Anyone who needs Medical assistance for their condition should not attempt a Vipassana Meditation course as a replacement for this assistance, or before their personal situation is relatively stable.
There are gentler forms of Meditation which would be more suitable to people for whom Vipassana would be far too intense initially.
Yoga,TM, and any of the many forms of positive affirmation mind training courses will be of enormous benefit and help bring about a more stable and happier way of living.
Vipassana is still the only technique I know of that has the ability to totally remove the many emotional / psychological problems we all carry around.
Learning to observe what you are feeling with detachment and acceptance takes time.
It is definitely not how most of us normally think or act. This is especially true when people are depressed and low self esteem etc are prevalent; being detached and accepting of yourself is not easily contemplated or achieved. It requires a very determined attitude to change how things are.
There are no instant cures,but everyone has the power within them to bring it about.

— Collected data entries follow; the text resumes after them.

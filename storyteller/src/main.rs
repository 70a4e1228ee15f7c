//! storyteller - Narrate markdown and plain text documents as a single WAV file

mod audio;
mod config;
mod pipeline;
mod text;

use anyhow::{Context, Result, bail};
use clap::{Parser, Subcommand};
use config::StorytellerConfig;
use indicatif::{ProgressBar, ProgressStyle};
use log::{debug, error};
use std::path::{Path, PathBuf};
use tts_client::voices::{CATEGORIES, find_category, voices_in};
use tts_client::{InputFormat, Voice, create_engine, find_voice};

/// Largest input file accepted.
const MAX_INPUT_BYTES: u64 = 2 * 1024 * 1024;

const ALLOWED_EXTENSIONS: &[&str] = &["md", "markdown", "txt"];

/// Shown instead of upstream error detail, which goes to the log.
const GENERIC_FAILURE: &str = "Audio generation failed. Please try again.";

const SAMPLE_TEXT: &str = "The ancient door creaked open, revealing a chamber bathed in \
    flickering torchlight. Shadows danced along the stone walls as \
    a faint whisper echoed from deep within.";

#[derive(Parser, Debug)]
#[command(name = "storyteller")]
#[command(about = "Narrate markdown or plain text documents as a single WAV file", long_about = None)]
#[command(version)]
struct Args {
    /// Markdown or plain text file (.md, .markdown, .txt)
    input: Option<PathBuf>,

    /// Output file path (default: <input-name>.wav)
    #[arg(short, long)]
    output: Option<PathBuf>,

    /// Voice to narrate with (see `storyteller voices`)
    #[arg(long)]
    voice: Option<String>,

    /// Speaking rate (0.25-4.0)
    #[arg(long)]
    rate: Option<f32>,

    /// Pitch in semitones (-20.0-20.0)
    #[arg(long, allow_hyphen_values = true)]
    pitch: Option<f32>,

    /// Style or mood instruction (Gemini voices only)
    #[arg(long)]
    style: Option<String>,

    /// Byte budget for one synthesis request
    #[arg(long)]
    max_bytes: Option<usize>,

    /// Enable debug output
    #[arg(short, long, default_value_t = false)]
    debug: bool,

    /// Subcommands
    #[command(subcommand)]
    command: Option<Commands>,
}

#[derive(Subcommand, Debug)]
enum Commands {
    /// Configuration management
    Config {
        #[command(subcommand)]
        action: ConfigAction,
    },
    /// List available voices
    Voices {
        /// Only list one category (e.g. chirp3hd, gemini)
        #[arg(long)]
        category: Option<String>,
    },
    /// Synthesize a short preview sentence with one voice
    Sample {
        /// Voice to preview (default: configured voice)
        #[arg(long)]
        voice: Option<String>,

        /// Output file path (default: <voice>.wav)
        #[arg(short, long)]
        output: Option<PathBuf>,
    },
}

#[derive(Subcommand, Debug)]
enum ConfigAction {
    /// Show current configuration
    Show,
    /// Set default voice
    SetVoice {
        /// Voice API name
        name: String,
    },
    /// Set default speaking rate
    SetRate {
        /// Value (0.25-4.0)
        value: f32,
    },
    /// Set default pitch
    SetPitch {
        /// Semitones (-20.0-20.0)
        #[arg(allow_hyphen_values = true)]
        value: f32,
    },
    /// Set or clear the default style instruction
    SetStyle {
        /// Instruction text; omit to clear
        text: Option<String>,
    },
}

#[tokio::main]
async fn main() -> Result<()> {
    let args = Args::parse();
    init_logging(args.debug);

    // Handle subcommands
    match &args.command {
        Some(Commands::Config { action }) => {
            return handle_config_command(action);
        }
        Some(Commands::Voices { category }) => {
            return list_voices(category.as_deref());
        }
        Some(Commands::Sample { voice, output }) => {
            return generate_sample(voice.as_deref(), output.as_deref()).await;
        }
        None => {}
    }

    let input_path = args
        .input
        .clone()
        .ok_or_else(|| anyhow::anyhow!("Input file path is required. Run 'storyteller --help' for usage."))?;

    let text = read_input(&input_path)?;

    // Load configuration
    let config = StorytellerConfig::load().context("Failed to load configuration")?;

    let output_path = args.output.clone().unwrap_or_else(|| {
        let stem = input_path.file_stem().unwrap_or_default();
        input_path.with_file_name(format!("{}.wav", stem.to_string_lossy()))
    });

    let voice = find_voice(args.voice.as_deref().unwrap_or(&config.voice))?;
    let settings = config
        .engine_settings()
        .with_speaking_rate(args.rate.unwrap_or(config.speaking_rate))
        .with_pitch(args.pitch.unwrap_or(config.pitch))
        .with_style(args.style.clone().or_else(|| config.style.clone()));

    let mut limits = config.job_limits();
    if let Some(max_bytes) = args.max_bytes {
        limits.max_bytes_per_request = max_bytes;
    }

    let engine = create_engine(&settings, voice)?;

    if args.debug {
        eprintln!("Input: {}", input_path.display());
        eprintln!("Output: {}", output_path.display());
        eprintln!("Voice: {} ({})", voice.api_name, engine.name());
        eprintln!("Rate: {}", settings.speaking_rate);
        eprintln!("Pitch: {}", settings.pitch);
        eprintln!("Style: {:?}", settings.style);
        eprintln!("Request budget: {} bytes", limits.max_bytes_per_request);
    }

    let job = pipeline::prepare_job(&text, &limits, engine.input_format())?;
    for (i, chunk) in job.chunks.iter().enumerate() {
        debug!("Chunk {}: {} bytes", i + 1, chunk.len());
    }

    let pacing = voice.pacing();
    eprintln!(
        "Narrating {} chunk(s) with {} ({}), ~{:.1}s between requests",
        job.units.len(),
        voice.display_name,
        engine.name(),
        pacing.delay.as_secs_f64()
    );

    // Create progress bar
    let pb = ProgressBar::new(job.units.len() as u64);
    pb.set_style(
        ProgressStyle::default_bar()
            .template("{spinner:.green} [{bar:40.cyan/blue}] {pos}/{len} ({eta}) {msg}")?
            .progress_chars("#>-"),
    );

    let result = pipeline::run_job(engine.as_ref(), &job, &pacing, &mut |done, _total| {
        pb.set_position(done as u64);
    })
    .await;

    let output = match result {
        Ok(output) => output,
        Err(e) => {
            pb.abandon_with_message("failed");
            error!("Job failed: {:#}", e);
            bail!(GENERIC_FAILURE);
        }
    };
    pb.finish_with_message("done");

    tokio::fs::write(&output_path, &output.audio)
        .await
        .with_context(|| format!("Failed to write {}", output_path.display()))?;

    let size_mb = output.audio.len() as f64 / (1024.0 * 1024.0);
    eprintln!(
        "Output: {} ({:.1} MB, {}, {} segment(s))",
        output_path.display(),
        size_mb,
        format_duration(output.duration_secs),
        output.segments
    );

    Ok(())
}

fn init_logging(debug: bool) {
    let default_filter = if debug { "debug" } else { "warn" };
    env_logger::Builder::from_env(env_logger::Env::default().default_filter_or(default_filter))
        .format_timestamp(None)
        .init();
}

/// Read an input document, enforcing extension, size and encoding.
fn read_input(path: &Path) -> Result<String> {
    let extension = path
        .extension()
        .map(|e| e.to_string_lossy().to_lowercase())
        .unwrap_or_default();
    if !ALLOWED_EXTENSIONS.contains(&extension.as_str()) {
        bail!(
            "Unsupported file type: {}. Use .md, .markdown or .txt",
            path.display()
        );
    }

    if !path.exists() {
        bail!("Input file not found: {}", path.display());
    }

    let size = std::fs::metadata(path)?.len();
    if size > MAX_INPUT_BYTES {
        bail!(
            "File too large ({:.1} MB). Maximum is {} MB.",
            size as f64 / (1024.0 * 1024.0),
            MAX_INPUT_BYTES / (1024 * 1024)
        );
    }

    let bytes = std::fs::read(path).with_context(|| format!("Failed to read {}", path.display()))?;
    String::from_utf8(bytes).map_err(|_| anyhow::anyhow!("File must be UTF-8 encoded text"))
}

fn format_duration(secs: f64) -> String {
    let total = secs.round() as u64;
    let (hours, minutes, seconds) = (total / 3600, total % 3600 / 60, total % 60);
    if hours > 0 {
        format!("{}h {:02}m {:02}s", hours, minutes, seconds)
    } else {
        format!("{}m {:02}s", minutes, seconds)
    }
}

fn list_voices(category: Option<&str>) -> Result<()> {
    let categories: Vec<_> = match category {
        Some(id) => vec![
            find_category(id).ok_or_else(|| anyhow::anyhow!("Unknown voice category: {}", id))?,
        ],
        None => CATEGORIES.iter().collect(),
    };

    for (i, category) in categories.iter().enumerate() {
        if i > 0 {
            println!();
        }
        println!(
            "{} [{}] - {} ({}, {} requests/min)",
            category.label,
            category.id,
            category.description,
            category.engine.display_name(),
            category.quota_rpm
        );
        for voice in voices_in(category.id) {
            println!(
                "  {:<28} {:<12} {:?}",
                voice.api_name, voice.display_name, voice.gender
            );
        }
    }
    Ok(())
}

async fn generate_sample(voice_name: Option<&str>, output: Option<&Path>) -> Result<()> {
    let config = StorytellerConfig::load().context("Failed to load configuration")?;
    let voice: &Voice = find_voice(voice_name.unwrap_or(&config.voice))?;
    let engine = create_engine(&config.engine_settings(), voice)?;

    let unit = match engine.input_format() {
        InputFormat::Ssml => text::build_ssml(SAMPLE_TEXT),
        InputFormat::PlainText => text::prepare_plain_text(SAMPLE_TEXT),
    };

    eprintln!("Generating sample for {} ({})...", voice.display_name, voice.api_name);
    let segments = engine
        .synthesize_all(&[unit], &voice.pacing(), &mut |_, _| {})
        .await
        .map_err(|e| {
            error!("Sample failed: {}", e);
            anyhow::anyhow!(GENERIC_FAILURE)
        })?;
    let audio = audio::stitch(segments)?;

    let path = output
        .map(Path::to_path_buf)
        .unwrap_or_else(|| PathBuf::from(format!("{}.wav", voice.api_name)));
    tokio::fs::write(&path, &audio)
        .await
        .with_context(|| format!("Failed to write {}", path.display()))?;

    let duration = audio::inspect(&audio)
        .map(|info| info.duration_secs())
        .unwrap_or(0.0);
    eprintln!("Sample: {} ({})", path.display(), format_duration(duration));
    Ok(())
}

fn handle_config_command(action: &ConfigAction) -> Result<()> {
    match action {
        ConfigAction::Show => {
            let config = StorytellerConfig::load()?;
            println!("Configuration file: {:?}", StorytellerConfig::config_path()?);
            println!();
            println!("voice = \"{}\"", config.voice);
            println!("speaking_rate = {}", config.speaking_rate);
            println!("pitch = {}", config.pitch);
            println!("language_code = \"{}\"", config.language_code);
            println!("sample_rate_hertz = {}", config.sample_rate_hertz);
            println!("max_bytes_per_request = {}", config.max_bytes_per_request);
            println!("max_chunks = {}", config.max_chunks);
            println!("max_text_chars = {}", config.max_text_chars);
            match &config.style {
                Some(style) => println!("style = \"{}\"", style),
                None => println!("style = (none)"),
            }
            println!("google_api_key = {}", key_status(&config.google_api_key));
            println!("gemini_api_key = {}", key_status(&config.gemini_api_key));
        }
        ConfigAction::SetVoice { name } => {
            let voice = find_voice(name)?;
            let mut config = StorytellerConfig::load()?;
            config.voice = voice.api_name.to_string();
            config.save()?;
            println!("Default voice set to: {} ({})", voice.display_name, voice.api_name);
        }
        ConfigAction::SetRate { value } => {
            let mut config = StorytellerConfig::load()?;
            config.speaking_rate = value.clamp(0.25, 4.0);
            config.save()?;
            println!("Default speaking rate set to: {}", config.speaking_rate);
        }
        ConfigAction::SetPitch { value } => {
            let mut config = StorytellerConfig::load()?;
            config.pitch = value.clamp(-20.0, 20.0);
            config.save()?;
            println!("Default pitch set to: {}", config.pitch);
        }
        ConfigAction::SetStyle { text } => {
            let mut config = StorytellerConfig::load()?;
            config.style = text.clone().filter(|s| !s.trim().is_empty());
            config.save()?;
            match &config.style {
                Some(style) => println!("Default style set to: {}", style),
                None => println!("Default style cleared"),
            }
        }
    }
    Ok(())
}

fn key_status(key: &Option<String>) -> &'static str {
    match key {
        Some(k) if !k.is_empty() => "(set)",
        _ => "(from environment)",
    }
}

I have a daily Meditation routine of at least 2 hours a day and had nearly 20 years of serious Meditation experience behind me when I encountered this situation. Consequently my ability to remain dispassionate about what was happening had been greatly improved. It was this experience which enabled me to go through this process alone.
The depressive episode was part of my ongoing process; so the fact that it passed completely in less than a year, and with such intensity, is only relevant to my situation.
Gaining benefits does not require the commitment that I have put in; but it is very much a case of getting back what you put in.
Any effort put in to altering how a person feels about themselves is beneficial.
Depending on your personal situation this process may never get rid of depressive bouts totally. Learning to treat yourself kindly and face them bravely will give a lot of relief from their affects though and their impact will diminish.
Throughout the process suicidal plans and thoughts were common.
Past emotional experiences also arose at times. My ability to accept these for what they were, and just let them pass, meant they had no detrimental effect on me.
Without doing this there was a very real danger these could have had disastrous consequences.
It is very important to realise whenever anything like this arises that it is given no value. Accept and acknowledge any negative thoughts; then let them go. Do not try to block them, or begin judging yourself by them. They are just thoughts; nothing more. The fact you are having them means nothing. It doesn’t make you any sort of lesser person. The mind can and does throw up some very strange things. Letting it flow through does no harm. Damming it or dwelling on these does.
Anyone prone to suicidal tendencies / self harm, or with serious emotional traumas in their history, should have support present and be very careful about going too deeply with this process.
Everyone experiences things differently
We are each unique and what manifests and how we deal with it will depend on what we have experienced.
The sensations of knots in the stomach / weight, tightness or pain in the chest / constriction of the throat / panic and a deep sense of futility seem fairly common to depression though.
Fear is pretty universal, and easily recognised.
These sensations can get raised to extreme proportions.
Being subject to panic attacks could cause difficulties. Trying to overcome this by other means first would make make an occurrence less likely when faced with intense unpleasant sensations or fear.
No matter how intense or painful anything got, everything passed; and no physical or mental harm ever resulted.